An Iranian satellite launched by Russia blasted off from Kazakhstan Tuesday and reached orbit amid controversy that Moscow might use it to boost its surveillance of military targets in Ukraine.
As Russia’s international isolation grows following Western sanctions over its invasion of Ukraine, the Kremlin is seeking to pivot Russia towards the Middle East, Asia and Africa and find new clients for the country’s embattled space programme.
Russian space chief Yury Borisov hailed “an important milestone in Russian-Iranian bilateral cooperation, opening the way to the implementation of new and even larger projects”, speaking at the Moscow-controlled Baikonur cosmodrome in the Kazakh steppe.

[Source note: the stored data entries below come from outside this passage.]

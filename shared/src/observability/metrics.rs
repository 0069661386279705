//! Metrics collection.
//!
//! [`MetricsCollector`] buffers tagged samples in memory and hands them to a
//! [`MetricSink`] once the buffer reaches its flush threshold (100 by
//! default). Flushing is fire-and-forget: there is no retry and no
//! backpressure from a slow sink.

use super::short_type_name;
use crate::config::TelemetryConfig;
use crate::context::RequestContext;
use crate::models::{MetricKind, MetricSample};
use std::collections::BTreeMap;
use std::sync::{Arc, Mutex, RwLock};
use std::time::{Duration, Instant};

/// Destination of flushed samples.
pub trait MetricSink: Send + Sync {
    /// Exports a batch of samples. Failures are the sink's to log.
    fn export(&self, samples: &[MetricSample]);
}

/// Sink that writes one debug log line per sample.
#[derive(Debug, Default, Clone, Copy)]
pub struct LogSink;

impl MetricSink for LogSink {
    fn export(&self, samples: &[MetricSample]) {
        for sample in samples {
            match serde_json::to_string(sample) {
                Ok(json) => tracing::debug!(target: "cap::metrics", metric = %json, "METRIC"),
                Err(e) => tracing::warn!(
                    component = "metrics_collector",
                    name = %sample.name,
                    error = %e,
                    "Failed to serialize metric"
                ),
            }
        }
    }
}

/// Sink that keeps every exported sample in memory.
#[derive(Debug, Default)]
pub struct InMemorySink {
    samples: RwLock<Vec<MetricSample>>,
}

impl InMemorySink {
    /// Creates a new empty sink.
    #[must_use]
    pub fn new() -> Self {
        Self::default()
    }

    /// Returns a copy of all exported samples.
    #[must_use]
    pub fn samples(&self) -> Vec<MetricSample> {
        self.samples.read().map(|s| s.clone()).unwrap_or_default()
    }

    /// Returns samples with the given fully prefixed name.
    #[must_use]
    pub fn named(&self, name: &str) -> Vec<MetricSample> {
        self.samples()
            .into_iter()
            .filter(|s| s.name == name)
            .collect()
    }

    /// Returns the number of exported samples.
    #[must_use]
    pub fn len(&self) -> usize {
        self.samples.read().map(|s| s.len()).unwrap_or(0)
    }

    /// Returns true if nothing has been exported.
    #[must_use]
    pub fn is_empty(&self) -> bool {
        self.len() == 0
    }

    /// Drops all retained samples.
    pub fn clear(&self) {
        if let Ok(mut samples) = self.samples.write() {
            samples.clear();
        }
    }
}

impl MetricSink for InMemorySink {
    fn export(&self, samples: &[MetricSample]) {
        match self.samples.write() {
            Ok(mut stored) => stored.extend_from_slice(samples),
            Err(_) => tracing::error!(
                component = "metrics_collector",
                dropped = samples.len(),
                "Failed to acquire lock on in-memory metric sink"
            ),
        }
    }
}

/// Buffered metric collector.
///
/// # Example
///
/// ```
/// use shared::observability::{InMemorySink, MetricsCollector};
/// use std::sync::Arc;
///
/// let sink = Arc::new(InMemorySink::new());
/// let metrics = MetricsCollector::new("cap")
///     .with_sink(sink.clone())
///     .with_flush_threshold(2);
///
/// metrics.counter("login.attempt", 1.0, &[("result", "ok")]);
/// assert_eq!(metrics.buffered(), 1);
///
/// metrics.gauge("sessions.active", 12.0, &[]);
/// assert_eq!(metrics.buffered(), 0);
/// assert_eq!(sink.named("cap.login.attempt").len(), 1);
/// ```
pub struct MetricsCollector {
    prefix: String,
    context: RequestContext,
    sink: Arc<dyn MetricSink>,
    flush_threshold: usize,
    buffer: Mutex<Vec<MetricSample>>,
}

impl std::fmt::Debug for MetricsCollector {
    fn fmt(&self, f: &mut std::fmt::Formatter<'_>) -> std::fmt::Result {
        f.debug_struct("MetricsCollector")
            .field("prefix", &self.prefix)
            .field("flush_threshold", &self.flush_threshold)
            .field("buffered", &self.buffered())
            .finish_non_exhaustive()
    }
}

impl Default for MetricsCollector {
    fn default() -> Self {
        Self::from_config(&TelemetryConfig::default())
    }
}

impl MetricsCollector {
    /// Creates a collector whose metric names start with `"{prefix}."`.
    #[must_use]
    pub fn new(prefix: impl Into<String>) -> Self {
        Self {
            prefix: prefix.into(),
            context: RequestContext::default(),
            sink: Arc::new(LogSink),
            flush_threshold: TelemetryConfig::default().flush_threshold,
            buffer: Mutex::new(Vec::new()),
        }
    }

    /// Creates a collector from configuration.
    #[must_use]
    pub fn from_config(config: &TelemetryConfig) -> Self {
        Self::new(config.metrics_prefix.clone()).with_flush_threshold(config.flush_threshold)
    }

    /// Sets the request context whose user and site become default tags.
    #[must_use]
    pub fn with_context(mut self, context: RequestContext) -> Self {
        self.context = context;
        self
    }

    /// Sets the sink receiving flushed samples.
    #[must_use]
    pub fn with_sink(mut self, sink: Arc<dyn MetricSink>) -> Self {
        self.sink = sink;
        self
    }

    /// Sets the buffer size that triggers a flush (minimum 1).
    #[must_use]
    pub fn with_flush_threshold(mut self, threshold: usize) -> Self {
        self.flush_threshold = threshold.max(1);
        self
    }

    /// Returns the metric name prefix.
    #[must_use]
    pub fn prefix(&self) -> &str {
        &self.prefix
    }

    /// Records a counter sample.
    pub fn counter(&self, name: &str, value: f64, tags: &[(&str, &str)]) {
        self.record(name, value, MetricKind::Counter, tags);
    }

    /// Records a gauge sample.
    pub fn gauge(&self, name: &str, value: f64, tags: &[(&str, &str)]) {
        self.record(name, value, MetricKind::Gauge, tags);
    }

    /// Records a histogram sample.
    pub fn histogram(&self, name: &str, value: f64, tags: &[(&str, &str)]) {
        self.record(name, value, MetricKind::Histogram, tags);
    }

    /// Records a timer sample in seconds.
    pub fn timer(&self, name: &str, duration: Duration, tags: &[(&str, &str)]) {
        self.record(name, duration.as_secs_f64(), MetricKind::Timer, tags);
    }

    /// Records a sample of any kind.
    pub fn record(&self, name: &str, value: f64, kind: MetricKind, tags: &[(&str, &str)]) {
        let tags = tags
            .iter()
            .map(|(k, v)| ((*k).to_string(), (*v).to_string()))
            .collect();
        self.record_tagged(name, value, kind, tags);
    }

    fn record_tagged(&self, name: &str, value: f64, kind: MetricKind, tags: BTreeMap<String, String>) {
        let mut sample = MetricSample::new(kind, format!("{}.{name}", self.prefix), value);
        sample.tags = tags;
        let sample = sample.with_default_tags(&self.context.default_tags());
        self.store(sample);
    }

    fn store(&self, sample: MetricSample) {
        let ready = match self.buffer.lock() {
            Ok(mut buffer) => {
                buffer.push(sample);
                if buffer.len() >= self.flush_threshold {
                    std::mem::take(&mut *buffer)
                } else {
                    Vec::new()
                }
            }
            Err(_) => {
                tracing::error!(
                    component = "metrics_collector",
                    "Failed to store metric: buffer lock poisoned"
                );
                return;
            }
        };

        if !ready.is_empty() {
            self.sink.export(&ready);
        }
    }

    /// Returns the number of samples waiting to be flushed.
    #[must_use]
    pub fn buffered(&self) -> usize {
        self.buffer.lock().map(|b| b.len()).unwrap_or(0)
    }

    /// Exports all buffered samples to the sink.
    pub fn flush(&self) {
        let drained = match self.buffer.lock() {
            Ok(mut buffer) => std::mem::take(&mut *buffer),
            Err(_) => {
                tracing::error!(
                    component = "metrics_collector",
                    "Failed to flush metrics: buffer lock poisoned"
                );
                return;
            }
        };

        if !drained.is_empty() {
            self.sink.export(&drained);
        }
    }

    /// Starts a scoped timer. The sample is recorded when the guard drops.
    #[must_use = "the timer records when the guard is dropped"]
    pub fn timing_context(&self, name: &str, tags: &[(&str, &str)]) -> TimingGuard<'_> {
        TimingGuard {
            collector: self,
            name: name.to_string(),
            tags: tags
                .iter()
                .map(|(k, v)| ((*k).to_string(), (*v).to_string()))
                .collect(),
            start: Instant::now(),
            error_type: None,
            finished: false,
        }
    }

    /// Times a fallible call. On `Err`, the timer carries `status=error` and
    /// the short type name of `E` as `error_type`.
    ///
    /// # Errors
    ///
    /// Returns the error produced by `f` unchanged.
    pub fn time<T, E>(
        &self,
        name: &str,
        tags: &[(&str, &str)],
        f: impl FnOnce() -> Result<T, E>,
    ) -> Result<T, E> {
        let mut guard = self.timing_context(name, tags);
        let result = f();
        if result.is_err() {
            guard.fail(short_type_name::<E>());
        }
        guard.finish();
        result
    }
}

impl Drop for MetricsCollector {
    fn drop(&mut self) {
        self.flush();
    }
}

/// Scoped timer returned by [`MetricsCollector::timing_context`].
///
/// Records a timer sample with tag `status` set to `success`, or to `error`
/// when [`fail`](Self::fail) was called or the guard drops during a panic.
pub struct TimingGuard<'a> {
    collector: &'a MetricsCollector,
    name: String,
    tags: BTreeMap<String, String>,
    start: Instant,
    error_type: Option<String>,
    finished: bool,
}

impl TimingGuard<'_> {
    /// Marks the timed operation as failed.
    pub fn fail(&mut self, error_type: impl Into<String>) {
        self.error_type = Some(error_type.into());
    }

    /// Returns the elapsed time so far.
    #[must_use]
    pub fn elapsed(&self) -> Duration {
        self.start.elapsed()
    }

    /// Records the sample now instead of at drop.
    pub fn finish(mut self) {
        self.record();
    }

    fn record(&mut self) {
        if self.finished {
            return;
        }
        self.finished = true;

        let duration = self.start.elapsed();
        let mut tags = std::mem::take(&mut self.tags);

        let error_type = self
            .error_type
            .take()
            .or_else(|| std::thread::panicking().then(|| "panic".to_string()));

        match error_type {
            Some(error_type) => {
                tags.insert("status".to_string(), "error".to_string());
                tags.insert("error_type".to_string(), error_type);
            }
            None => {
                tags.insert("status".to_string(), "success".to_string());
            }
        }

        self.collector
            .record_tagged(&self.name, duration.as_secs_f64(), MetricKind::Timer, tags);
    }
}

impl Drop for TimingGuard<'_> {
    fn drop(&mut self) {
        self.record();
    }
}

Iran’s Telecommunications Minister Issa Zarepour, who also attended the launch, called the launch of the Khayyam satellite “historic” and “a turning point for the start of a new interaction in the field of space between our two countries”.

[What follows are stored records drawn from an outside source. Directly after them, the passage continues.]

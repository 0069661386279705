//! Cache backend trait.
//!
//! Provides the `CacheStore` trait implemented by the Redis and in-process
//! backends. Every operation is fallible; the best-effort policy lives in
//! [`CacheManager`](super::CacheManager), not here.

use serde::{Deserialize, Serialize};
use serde_json::Value;
use std::time::Duration;
use thiserror::Error;

/// Errors that can occur during cache operations.
#[derive(Debug, Error)]
pub enum CacheError {
    /// The backend rejected the command or could not be reached.
    #[error("Cache backend error: {0}")]
    Backend(String),

    /// A value could not be converted to or from JSON.
    #[error("Serialization error: {0}")]
    Serialization(#[from] serde_json::Error),

    /// Increment on a key whose value is not an integer.
    #[error("Value at '{0}' is not an integer")]
    NotAnInteger(String),

    /// Increment would overflow a signed 64-bit integer.
    #[error("Increment on '{0}' would overflow")]
    Overflow(String),

    /// Failed to acquire lock on the store.
    #[error("Failed to acquire lock on cache store")]
    LockError,
}

impl From<redis::RedisError> for CacheError {
    fn from(err: redis::RedisError) -> Self {
        Self::Backend(err.to_string())
    }
}

/// Which backend is serving a cache manager.
#[derive(Debug, Clone, Copy, PartialEq, Eq, Hash, Serialize, Deserialize)]
#[serde(rename_all = "lowercase")]
pub enum CacheBackendKind {
    /// External Redis server.
    Redis,
    /// In-process store.
    Local,
}

impl std::fmt::Display for CacheBackendKind {
    fn fmt(&self, f: &mut std::fmt::Formatter<'_>) -> std::fmt::Result {
        match self {
            Self::Redis => write!(f, "redis"),
            Self::Local => write!(f, "local"),
        }
    }
}

/// Trait for cache backend implementations.
///
/// Values are JSON documents. Implementations must be thread-safe (Send + Sync).
pub trait CacheStore: Send + Sync {
    /// Returns the backend kind.
    fn kind(&self) -> CacheBackendKind;

    /// Returns true if [`delete_pattern`](Self::delete_pattern) expands wildcards.
    fn supports_patterns(&self) -> bool;

    /// Fetches the value stored at `key`.
    ///
    /// # Errors
    ///
    /// Returns an error if the backend operation fails.
    fn get(&self, key: &str) -> Result<Option<Value>, CacheError>;

    /// Stores `value` at `key` for `ttl`.
    ///
    /// # Errors
    ///
    /// Returns an error if the backend operation fails.
    fn set(&self, key: &str, value: Value, ttl: Duration) -> Result<(), CacheError>;

    /// Removes `key`, returning true if it was present.
    ///
    /// # Errors
    ///
    /// Returns an error if the backend operation fails.
    fn delete(&self, key: &str) -> Result<bool, CacheError>;

    /// Removes every key matching `pattern`, returning how many were removed.
    ///
    /// # Errors
    ///
    /// Returns an error if the backend operation fails.
    fn delete_pattern(&self, pattern: &str) -> Result<u64, CacheError>;

    /// Returns true if `key` holds an unexpired value.
    ///
    /// # Errors
    ///
    /// Returns an error if the backend operation fails.
    fn exists(&self, key: &str) -> Result<bool, CacheError>;

    /// Adds `amount` to the integer at `key` (missing keys start at 0).
    ///
    /// # Errors
    ///
    /// Returns an error if the value is not an integer, the addition
    /// overflows, or the backend operation fails.
    fn increment(&self, key: &str, amount: i64) -> Result<i64, CacheError>;

    /// Removes every key.
    ///
    /// # Errors
    ///
    /// Returns an error if the backend operation fails.
    fn flush(&self) -> Result<(), CacheError>;
}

Iran, which has maintained ties with Moscow and refrained from criticism of the Ukraine invasion, has sought to deflect suspicions that Moscow could use Khayyam to spy on Ukraine.
Last week, The Washington Post quoted anonymous Western intelligence officials as saying that Russia “plans to use the satellite for several months or longer” to assist its war efforts before allowing Iran to take control.

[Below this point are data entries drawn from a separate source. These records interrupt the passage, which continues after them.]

//! Cache manager.
//!
//! Uniform get/set/delete/increment interface over the Redis and in-process
//! stores. Each operation comes in two flavours:
//!
//! - `try_*` returns a `Result`, so callers can tell "absent" from "backend failed".
//! - The plain form is best-effort: failures are logged and mapped to a safe
//!   default (`None`, `false`, `0`).

use super::local::LocalStore;
use super::redis_store::RedisStore;
use super::store::{CacheBackendKind, CacheError, CacheStore};
use crate::config::CacheConfig;
use serde::de::DeserializeOwned;
use serde::Serialize;
use serde_json::Value;
use std::collections::HashMap;
use std::sync::Arc;
use std::time::Duration;

/// Unified cache manager.
///
/// Cloning is cheap; clones share the same backend.
///
/// # Example
///
/// ```
/// use shared::cache::CacheManager;
///
/// let cache = CacheManager::local();
/// assert_eq!(cache.get_or("missing", "fallback".to_string()), "fallback");
///
/// cache.set("greeting", &"hello", None);
/// assert_eq!(cache.get::<String>("greeting").as_deref(), Some("hello"));
/// ```
#[derive(Clone)]
pub struct CacheManager {
    store: Arc<dyn CacheStore>,
    default_ttl: Duration,
}

impl std::fmt::Debug for CacheManager {
    fn fmt(&self, f: &mut std::fmt::Formatter<'_>) -> std::fmt::Result {
        f.debug_struct("CacheManager")
            .field("backend", &self.store.kind())
            .field("default_ttl", &self.default_ttl)
            .finish()
    }
}

impl CacheManager {
    /// Creates a cache manager from configuration.
    ///
    /// When Redis is preferred but cannot be reached, this logs a warning and
    /// falls back to the in-process store.
    #[must_use]
    pub fn new(config: &CacheConfig) -> Self {
        let store: Arc<dyn CacheStore> = if config.use_redis {
            match RedisStore::connect(&config.redis_url) {
                Ok(redis) => Arc::new(redis),
                Err(e) => {
                    tracing::warn!(
                        component = "cache_manager",
                        url = %config.redis_url,
                        error = %e,
                        "Redis initialization failed, using local cache"
                    );
                    Arc::new(LocalStore::new())
                }
            }
        } else {
            Arc::new(LocalStore::new())
        };

        Self {
            store,
            default_ttl: config.default_ttl(),
        }
    }

    /// Creates a cache manager over a fresh in-process store.
    #[must_use]
    pub fn local() -> Self {
        Self::new(&CacheConfig::local())
    }

    /// Creates a cache manager over the given store.
    #[must_use]
    pub fn with_store(store: Arc<dyn CacheStore>, default_ttl: Duration) -> Self {
        Self { store, default_ttl }
    }

    /// Returns the active backend.
    #[must_use]
    pub fn backend(&self) -> CacheBackendKind {
        self.store.kind()
    }

    /// Returns true if `delete_pattern` expands wildcards on this backend.
    #[must_use]
    pub fn supports_patterns(&self) -> bool {
        self.store.supports_patterns()
    }

    /// Returns the TTL used when a write does not specify one.
    #[must_use]
    pub fn default_ttl(&self) -> Duration {
        self.default_ttl
    }

    // ---------------------------------------------------------------------
    // Explicit-result operations
    // ---------------------------------------------------------------------

    /// Fetches and deserializes the value at `key`.
    ///
    /// # Errors
    ///
    /// Returns an error if the backend fails or the stored value does not
    /// deserialize into `T`.
    pub fn try_get<T: DeserializeOwned>(&self, key: &str) -> Result<Option<T>, CacheError> {
        match self.store.get(key)? {
            Some(value) => Ok(Some(serde_json::from_value(value)?)),
            None => Ok(None),
        }
    }

    /// Fetches the raw JSON value at `key`.
    ///
    /// # Errors
    ///
    /// Returns an error if the backend fails.
    pub fn try_get_value(&self, key: &str) -> Result<Option<Value>, CacheError> {
        self.store.get(key)
    }

    /// Serializes and stores `value` at `key`.
    ///
    /// # Errors
    ///
    /// Returns an error if serialization or the backend fails.
    pub fn try_set<T: Serialize + ?Sized>(
        &self,
        key: &str,
        value: &T,
        ttl: Option<Duration>,
    ) -> Result<(), CacheError> {
        let value = serde_json::to_value(value)?;
        self.store
            .set(key, value, ttl.unwrap_or(self.default_ttl))
    }

    /// Removes `key`, returning true if it was present.
    ///
    /// # Errors
    ///
    /// Returns an error if the backend fails.
    pub fn try_delete(&self, key: &str) -> Result<bool, CacheError> {
        self.store.delete(key)
    }

    /// Removes keys matching `pattern`.
    ///
    /// # Errors
    ///
    /// Returns an error if the backend fails.
    pub fn try_delete_pattern(&self, pattern: &str) -> Result<u64, CacheError> {
        self.store.delete_pattern(pattern)
    }

    /// Returns true if `key` exists.
    ///
    /// # Errors
    ///
    /// Returns an error if the backend fails.
    pub fn try_exists(&self, key: &str) -> Result<bool, CacheError> {
        self.store.exists(key)
    }

    /// Adds `amount` to the integer at `key`.
    ///
    /// # Errors
    ///
    /// Returns an error if the value is not an integer or the backend fails.
    pub fn try_increment(&self, key: &str, amount: i64) -> Result<i64, CacheError> {
        self.store.increment(key, amount)
    }

    /// Subtracts `amount` from the integer at `key`.
    ///
    /// # Errors
    ///
    /// Returns [`CacheError::Overflow`] if `amount` cannot be negated, and
    /// otherwise the same errors as [`try_increment`](Self::try_increment).
    pub fn try_decrement(&self, key: &str, amount: i64) -> Result<i64, CacheError> {
        let delta = amount
            .checked_neg()
            .ok_or_else(|| CacheError::Overflow(key.to_string()))?;
        self.try_increment(key, delta)
    }

    /// Removes every key.
    ///
    /// # Errors
    ///
    /// Returns an error if the backend fails.
    pub fn try_flush(&self) -> Result<(), CacheError> {
        self.store.flush()
    }

    // ---------------------------------------------------------------------
    // Best-effort operations
    // ---------------------------------------------------------------------

    /// Returns the value at `key`, or `None` if absent or on failure.
    #[must_use]
    pub fn get<T: DeserializeOwned>(&self, key: &str) -> Option<T> {
        self.try_get(key)
            .unwrap_or_else(|e| log_failure("get", key, &e, None))
    }

    /// Returns the value at `key`, or `default` if absent or on failure.
    #[must_use]
    pub fn get_or<T: DeserializeOwned>(&self, key: &str, default: T) -> T {
        self.get(key).unwrap_or(default)
    }

    /// Stores `value` at `key`; `None` uses the default TTL.
    pub fn set<T: Serialize + ?Sized>(&self, key: &str, value: &T, ttl: Option<Duration>) -> bool {
        self.try_set(key, value, ttl)
            .map(|()| true)
            .unwrap_or_else(|e| log_failure("set", key, &e, false))
    }

    /// Deletes `key`. Returns true when the backend accepted the delete,
    /// whether or not the key existed.
    pub fn delete(&self, key: &str) -> bool {
        self.try_delete(key)
            .map(|_| true)
            .unwrap_or_else(|e| log_failure("delete", key, &e, false))
    }

    /// Deletes keys matching `pattern` and returns how many were removed.
    ///
    /// On the local backend only a key literally equal to `pattern` is removed.
    pub fn delete_pattern(&self, pattern: &str) -> u64 {
        if !self.supports_patterns() && is_wildcard(pattern) {
            tracing::debug!(
                component = "cache_manager",
                pattern = %pattern,
                "Local cache cannot expand patterns; removing literal key only"
            );
        }
        self.try_delete_pattern(pattern)
            .unwrap_or_else(|e| log_failure("delete_pattern", pattern, &e, 0))
    }

    /// Returns true if `key` exists; false if absent or on failure.
    #[must_use]
    pub fn exists(&self, key: &str) -> bool {
        self.try_exists(key)
            .unwrap_or_else(|e| log_failure("exists", key, &e, false))
    }

    /// Increments the integer at `key` and returns the new value (0 on failure).
    pub fn increment(&self, key: &str, amount: i64) -> i64 {
        self.try_increment(key, amount)
            .unwrap_or_else(|e| log_failure("increment", key, &e, 0))
    }

    /// Decrements the integer at `key` and returns the new value (0 on failure).
    pub fn decrement(&self, key: &str, amount: i64) -> i64 {
        self.try_decrement(key, amount)
            .unwrap_or_else(|e| log_failure("decrement", key, &e, 0))
    }

    /// Fetches several keys. Absent keys (and stored nulls) are omitted.
    #[must_use]
    pub fn get_many<S: AsRef<str>>(&self, keys: &[S]) -> HashMap<String, Value> {
        keys.iter()
            .filter_map(|key| {
                let key = key.as_ref();
                match self.try_get_value(key) {
                    Ok(Some(value)) if !value.is_null() => Some((key.to_string(), value)),
                    Ok(_) => None,
                    Err(e) => log_failure("get_many", key, &e, None),
                }
            })
            .collect()
    }

    /// Stores every pair in `mapping`. Returns false if any write failed.
    pub fn set_many<K, V, I>(&self, mapping: I, ttl: Option<Duration>) -> bool
    where
        K: AsRef<str>,
        V: Serialize,
        I: IntoIterator<Item = (K, V)>,
    {
        mapping
            .into_iter()
            .fold(true, |ok, (k, v)| self.set(k.as_ref(), &v, ttl) && ok)
    }

    /// Clears the whole cache.
    pub fn flush(&self) -> bool {
        self.try_flush()
            .map(|()| true)
            .unwrap_or_else(|e| log_failure("flush", "*", &e, false))
    }
}

fn is_wildcard(pattern: &str) -> bool {
    pattern.contains(['*', '?', '['])
}

fn log_failure<T>(op: &str, key: &str, err: &CacheError, fallback: T) -> T {
    tracing::warn!(
        component = "cache_manager",
        op = op,
        key = %key,
        error = %err,
        "Cache {op} error"
    );
    fallback
}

But the Iran Space Agency (ISA) said, less than two hours after the satellite was launched on a Soyuz-2.1b rocket, that “ground stations of the Iran Space Agency” had already received “first telemetric data”.
The space agency stressed on Sunday that the Islamic republic would control the satellite “from day one” in an apparent reaction to the Post’s report.
“No third country is able to access the information” sent by the satellite due to its “encrypted algorithm”, it said.
The purpose of Khayyam is to “monitor the country’s borders”, enhance agricultural productivity and monitor water resources and natural disasters, according to the space agency.
– ‘Long-term cooperation’ –
Khayyam, apparently named after the 11th-century Persian polymath Omar Khayyam, will not be the first Iranian satellite that Russia has put into space.
In 2005, Iran’s Sina-1 satellite was deployed from Russia’s Plesetsk cosmodrome.
Iran is currently negotiating with world powers, including Moscow, to salvage a 2015 deal aimed at reining in Tehran’s nuclear ambitions.
The United States — which quit the landmark Joint Comprehensive Plan of Action or JCPOA in 2018 under then-president Donald Trump — has accused Iran of effectively supporting Russia’s war against Ukraine while adopting a “veil of neutrality”.
Russian President Vladimir Putin met Iranian counterpart Ebrahim Raisi and Supreme Leader Ayatollah Ali Khamenei in Tehran last month — one of his few trips abroad since Moscow’s February 24 invasion.
Iran’s Khamenei called for “long-term cooperation” with Russia during their meeting, and Tehran has refused to join international condemnation of Moscow’s invasion of its pro-Western neighbour.
Iran insists its space programme is for civilian and defence purposes only, and does not breach the 2015 nuclear deal, or any other international agreement.
Western governments worry that satellite launch systems incorporate technologies interchangeable with those used in ballistic missiles capable of delivering a nuclear warhead, something Iran has always denied wanting to build.
Iran successfully put its first military satellite into orbit in April 2020, drawing a sharp rebuke from the United States.
In a statement on the eve of the Khayyam launch, ISA praised “the high reliability factor of the Soyuz launcher”.
Borisov, who last month replaced bombastic nationalist Dmitry Rogozin as head of the Russian space agency Roscosmos, has acknowledged that the national space industry is in a “difficult situation” amid tensions with the West.
Russia will continue its space programme but end activities at the International Space Station — an outlier of cooperation between Moscow and the West — after 2024, he said.